Saved entries

──────

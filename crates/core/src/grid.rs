//! Square grid addressed by signed coordinates centred on the origin.
//!
//! A `Grid<T>` with half-extent `n` has `2n × 2n` cells covering coordinates
//! `(i, j)` with both axes in `[-n, n)`. Cells are stored flat in row-major
//! order (`i` selects the row) at `(i + n) * 2n + (j + n)`.

use crate::bounds::BoundsPolicy;
use crate::error::SimError;

/// A square, signed-index grid of `T` values.
#[derive(Debug, Clone, PartialEq)]
pub struct Grid<T> {
    half_extent: usize,
    side: usize,
    data: Vec<T>,
}

impl<T: Copy> Grid<T> {
    /// Creates a grid of half-extent `half_extent` with every cell set to `value`.
    ///
    /// Returns `SimError::InvalidDimensions` if `half_extent` is zero or the
    /// cell count overflows `usize`.
    pub fn filled(half_extent: usize, value: T) -> Result<Self, SimError> {
        let side = checked_side(half_extent)?;
        let len = side
            .checked_mul(side)
            .ok_or(SimError::InvalidDimensions)?;
        Ok(Self {
            half_extent,
            side,
            data: vec![value; len],
        })
    }

    /// Creates a grid from pre-built row-major data.
    ///
    /// Returns `SimError::InvalidDimensions` if `data.len()` is not `(2n)²`.
    pub fn from_data(half_extent: usize, data: Vec<T>) -> Result<Self, SimError> {
        let side = checked_side(half_extent)?;
        let expected = side
            .checked_mul(side)
            .ok_or(SimError::InvalidDimensions)?;
        if data.len() != expected {
            return Err(SimError::InvalidDimensions);
        }
        Ok(Self {
            half_extent,
            side,
            data,
        })
    }

    /// Half-extent `n`; coordinates span `[-n, n)`.
    pub fn half_extent(&self) -> usize {
        self.half_extent
    }

    /// Cells per axis, `2n`.
    pub fn side(&self) -> usize {
        self.side
    }

    /// Read-only access to the underlying row-major data.
    pub fn data(&self) -> &[T] {
        &self.data
    }

    /// Whether `(i, j)` addresses a cell of this grid.
    pub fn contains(&self, i: isize, j: isize) -> bool {
        let n = self.half_extent as isize;
        (-n..n).contains(&i) && (-n..n).contains(&j)
    }

    fn index(&self, i: isize, j: isize) -> Option<usize> {
        if !self.contains(i, j) {
            return None;
        }
        let n = self.half_extent as isize;
        Some((i + n) as usize * self.side + (j + n) as usize)
    }

    /// Bounds-checked read.
    ///
    /// Returns `SimError::OutOfRange` if `(i, j)` lies outside the grid.
    pub fn get(&self, i: isize, j: isize) -> Result<T, SimError> {
        self.index(i, j)
            .map(|idx| self.data[idx])
            .ok_or(SimError::OutOfRange {
                i,
                j,
                half_extent: self.half_extent,
            })
    }

    /// Reads `(i, j)` after mapping it onto the grid with `policy`.
    pub fn sample(&self, i: isize, j: isize, policy: BoundsPolicy) -> Result<T, SimError> {
        let (i, j) = policy.resolve(i, j, self.half_extent)?;
        self.get(i, j)
    }

    /// Bounds-checked write.
    ///
    /// Returns `SimError::OutOfRange` if `(i, j)` lies outside the grid.
    pub fn set(&mut self, i: isize, j: isize, value: T) -> Result<(), SimError> {
        let idx = self.index(i, j).ok_or(SimError::OutOfRange {
            i,
            j,
            half_extent: self.half_extent,
        })?;
        self.data[idx] = value;
        Ok(())
    }

    /// Iterates over all cells yielding `(i, j, value)` in row-major order.
    pub fn iter(&self) -> impl Iterator<Item = (isize, isize, T)> + '_ {
        let n = self.half_extent as isize;
        self.data.iter().enumerate().map(move |(idx, &v)| {
            let i = (idx / self.side) as isize - n;
            let j = (idx % self.side) as isize - n;
            (i, j, v)
        })
    }
}

/// `2n`, rejecting zero and values whose signed coordinates would not fit `isize`.
fn checked_side(half_extent: usize) -> Result<usize, SimError> {
    if half_extent == 0 || half_extent > isize::MAX as usize / 2 {
        return Err(SimError::InvalidDimensions);
    }
    Ok(half_extent * 2)
}
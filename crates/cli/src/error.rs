//! CLI errors and their process exit codes.
//!
//! Exit code scheme:
//! - 0:  success, including a run that reached its final angle
//! - 2:  clap arg parse error (automatic, before our code runs)
//! - 10: simulation error (grid out of range, non-finite state, bad constants)
//! - 11: I/O error (reading a run config)
//! - 12: input error (bad JSON params, unknown bounds policy, bad config)
//! - 13: serialization error

use saddle_core::SimError;
use std::fmt;

/// Errors produced by CLI operations, each mapped to a distinct exit code.
pub enum CliError {
    Simulation(SimError),
    Io(String),
    Input(String),
    Serialization(String),
}

impl CliError {
    /// Returns the process exit code for this error.
    pub fn exit_code(&self) -> i32 {
        match self {
            CliError::Simulation(_) => 10,
            CliError::Io(_) => 11,
            CliError::Input(_) => 12,
            CliError::Serialization(_) => 13,
        }
    }
}

impl fmt::Display for CliError {
    fn fmt(&self, f: &mut fmt::Formatter<'_>) -> fmt::Result {
        match self {
            CliError::Simulation(e) => write!(f, "{e}"),
            CliError::Io(msg) | CliError::Input(msg) | CliError::Serialization(msg) => {
                write!(f, "{msg}")
            }
        }
    }
}

impl From<SimError> for CliError {
    fn from(e: SimError) -> Self {
        match e {
            SimError::Io(msg) => CliError::Io(msg),
            SimError::Config(_) | SimError::UnknownBoundsPolicy(_) => CliError::Input(e.to_string()),
            other => CliError::Simulation(other),
        }
    }
}

impl From<serde_json::Error> for CliError {
    fn from(e: serde_json::Error) -> Self {
        CliError::Serialization(e.to_string())
    }
}

#[cfg(test)]
mod tests {
    use super::*;

    #[test]
    fn out_of_range_exit_code_is_10() {
        let err = CliError::from(SimError::OutOfRange {
            i: -15,
            j: 50,
            half_extent: 50,
        });
        assert_eq!(err.exit_code(), 10);
        assert!(err.to_string().contains("(-15, 50)"));
    }

    #[test]
    fn io_routes_to_exit_code_11() {
        let err = CliError::from(SimError::Io("run.json: not found".into()));
        assert_eq!(err.exit_code(), 11);
        assert!(err.to_string().contains("run.json"));
    }

    #[test]
    fn config_and_policy_errors_are_input_errors() {
        assert_eq!(CliError::from(SimError::Config("bad".into())).exit_code(), 12);
        let err = CliError::from(SimError::UnknownBoundsPolicy("bounce".into()));
        assert_eq!(err.exit_code(), 12);
        assert!(err.to_string().contains("bounce"));
    }

    #[test]
    fn invalid_param_stays_a_simulation_error() {
        let err = CliError::from(SimError::InvalidParam {
            name: "fmx".into(),
            reason: "must be non-zero".into(),
        });
        assert_eq!(err.exit_code(), 10);
    }

    #[test]
    fn serde_json_error_routes_to_serialization() {
        let bad_json = serde_json::from_str::<serde_json::Value>("{invalid");
        let cli_err = CliError::from(bad_json.unwrap_err());
        assert_eq!(cli_err.exit_code(), 13);
    }
}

──────

Write every record above out again exactly as it stands.

filename crates/core/src/grid.rs
//! Square grid addressed by signed coordinates centred on the origin.
//!
//! A `Grid<T>` with half-extent `n` has `2n × 2n` cells covering coordinates
//! `(i, j)` with both axes in `[-n, n)`. Cells are stored flat in row-major
//! order (`i` selects the row) at `(i + n) * 2n + (j + n)`.

use crate::bounds::BoundsPolicy;
use crate::error::SimError;

/// A square, signed-index grid of `T` values.
#[derive(Debug, Clone, PartialEq)]
pub struct Grid<T> {
    half_extent: usize,
    side: usize,
    data: Vec<T>,
}

impl<T: Copy> Grid<T> {
    /// Creates a grid of half-extent `half_extent` with every cell set to `value`.
    ///
    /// Returns `SimError::InvalidDimensions` if `half_extent` is zero or the
    /// cell count overflows `usize`.
    pub fn filled(half_extent: usize, value: T) -> Result<Self, SimError> {
        let side = checked_side(half_extent)?;
        let len = side
            .checked_mul(side)
            .ok_or(SimError::InvalidDimensions)?;
        Ok(Self {
            half_extent,
            side,
            data: vec![value; len],
        })
    }

    /// Creates a grid from pre-built row-major data.
    ///
    /// Returns `SimError::InvalidDimensions` if `data.len()` is not `(2n)²`.
    pub fn from_data(half_extent: usize, data: Vec<T>) -> Result<Self, SimError> {
        let side = checked_side(half_extent)?;
        let expected = side
            .checked_mul(side)
            .ok_or(SimError::InvalidDimensions)?;
        if data.len() != expected {
            return Err(SimError::InvalidDimensions);
        }
        Ok(Self {
            half_extent,
            side,
            data,
        })
    }

    /// Half-extent `n`; coordinates span `[-n, n)`.
    pub fn half_extent(&self) -> usize {
        self.half_extent
    }

    /// Cells per axis, `2n`.
    pub fn side(&self) -> usize {
        self.side
    }

    /// Read-only access to the underlying row-major data.
    pub fn data(&self) -> &[T] {
        &self.data
    }

    /// Whether `(i, j)` addresses a cell of this grid.
    pub fn contains(&self, i: isize, j: isize) -> bool {
        let n = self.half_extent as isize;
        (-n..n).contains(&i) && (-n..n).contains(&j)
    }

    fn index(&self, i: isize, j: isize) -> Option<usize> {
        if !self.contains(i, j) {
            return None;
        }
        let n = self.half_extent as isize;
        Some((i + n) as usize * self.side + (j + n) as usize)
    }

    /// Bounds-checked read.
    ///
    /// Returns `SimError::OutOfRange` if `(i, j)` lies outside the grid.
    pub fn get(&self, i: isize, j: isize) -> Result<T, SimError> {
        self.index(i, j)
            .map(|idx| self.data[idx])
            .ok_or(SimError::OutOfRange {
                i,
                j,
                half_extent: self.half_extent,
            })
    }

    /// Reads `(i, j)` after mapping it onto the grid with `policy`.
    pub fn sample(&self, i: isize, j: isize, policy: BoundsPolicy) -> Result<T, SimError> {
        let (i, j) = policy.resolve(i, j, self.half_extent)?;
        self.get(i, j)
    }

    /// Bounds-checked write.
    ///
    /// Returns `SimError::OutOfRange` if `(i, j)` lies outside the grid.
    pub fn set(&mut self, i: isize, j: isize, value: T) -> Result<(), SimError> {
        let idx = self.index(i, j).ok_or(SimError::OutOfRange {
            i,
            j,
            half_extent: self.half_extent,
        })?;
        self.data[idx] = value;
        Ok(())
    }

    /// Iterates over all cells yielding `(i, j, value)` in row-major order.
    pub fn iter(&self) -> impl Iterator<Item = (isize, isize, T)> + '_ {
        let n = self.half_extent as isize;
        self.data.iter().enumerate().map(move |(idx, &v)| {
            let i = (idx / self.side) as isize - n;
            let j = (idx % self.side) as isize - n;
            (i, j, v)
        })
    }
}

/// `2n`, rejecting zero and values whose signed coordinates would not fit `isize`.
fn checked_side(half_extent: usize) -> Result<usize, SimError> {
    if half_extent == 0 || half_extent > isize::MAX as usize / 2 {
        return Err(SimError::InvalidDimensions);
    }
    Ok(half_extent * 2)
}
filename crates/cli/src/error.rs
//! CLI errors and their process exit codes.
//!
//! Exit code scheme:
//! - 0:  success, including a run that reached its final angle
//! - 2:  clap arg parse error (automatic, before our code runs)
//! - 10: simulation error (grid out of range, non-finite state, bad constants)
//! - 11: I/O error (reading a run config)
//! - 12: input error (bad JSON params, unknown bounds policy, bad config)
//! - 13: serialization error

use saddle_core::SimError;
use std::fmt;

/// Errors produced by CLI operations, each mapped to a distinct exit code.
pub enum CliError {
    Simulation(SimError),
    Io(String),
    Input(String),
    Serialization(String),
}

impl CliError {
    /// Returns the process exit code for this error.
    pub fn exit_code(&self) -> i32 {
        match self {
            CliError::Simulation(_) => 10,
            CliError::Io(_) => 11,
            CliError::Input(_) => 12,
            CliError::Serialization(_) => 13,
        }
    }
}

impl fmt::Display for CliError {
    fn fmt(&self, f: &mut fmt::Formatter<'_>) -> fmt::Result {
        match self {
            CliError::Simulation(e) => write!(f, "{e}"),
            CliError::Io(msg) | CliError::Input(msg) | CliError::Serialization(msg) => {
                write!(f, "{msg}")
            }
        }
    }
}

impl From<SimError> for CliError {
    fn from(e: SimError) -> Self {
        match e {
            SimError::Io(msg) => CliError::Io(msg),
            SimError::Config(_) | SimError::UnknownBoundsPolicy(_) => CliError::Input(e.to_string()),
            other => CliError::Simulation(other),
        }
    }
}

impl From<serde_json::Error> for CliError {
    fn from(e: serde_json::Error) -> Self {
        CliError::Serialization(e.to_string())
    }
}

#[cfg(test)]
mod tests {
    use super::*;

    #[test]
    fn out_of_range_exit_code_is_10() {
        let err = CliError::from(SimError::OutOfRange {
            i: -15,
            j: 50,
            half_extent: 50,
        });
        assert_eq!(err.exit_code(), 10);
        assert!(err.to_string().contains("(-15, 50)"));
    }

    #[test]
    fn io_routes_to_exit_code_11() {
        let err = CliError::from(SimError::Io("run.json: not found".into()));
        assert_eq!(err.exit_code(), 11);
        assert!(err.to_string().contains("run.json"));
    }

    #[test]
    fn config_and_policy_errors_are_input_errors() {
        assert_eq!(CliError::from(SimError::Config("bad".into())).exit_code(), 12);
        let err = CliError::from(SimError::UnknownBoundsPolicy("bounce".into()));
        assert_eq!(err.exit_code(), 12);
        assert!(err.to_string().contains("bounce"));
    }

    #[test]
    fn invalid_param_stays_a_simulation_error() {
        let err = CliError::from(SimError::InvalidParam {
            name: "fmx".into(),
            reason: "must be non-zero".into(),
        });
        assert_eq!(err.exit_code(), 10);
    }

    #[test]
    fn serde_json_error_routes_to_serialization() {
        let bad_json = serde_json::from_str::<serde_json::Value>("{invalid");
        let cli_err = CliError::from(bad_json.unwrap_err());
        assert_eq!(cli_err.exit_code(), 13);
    }
}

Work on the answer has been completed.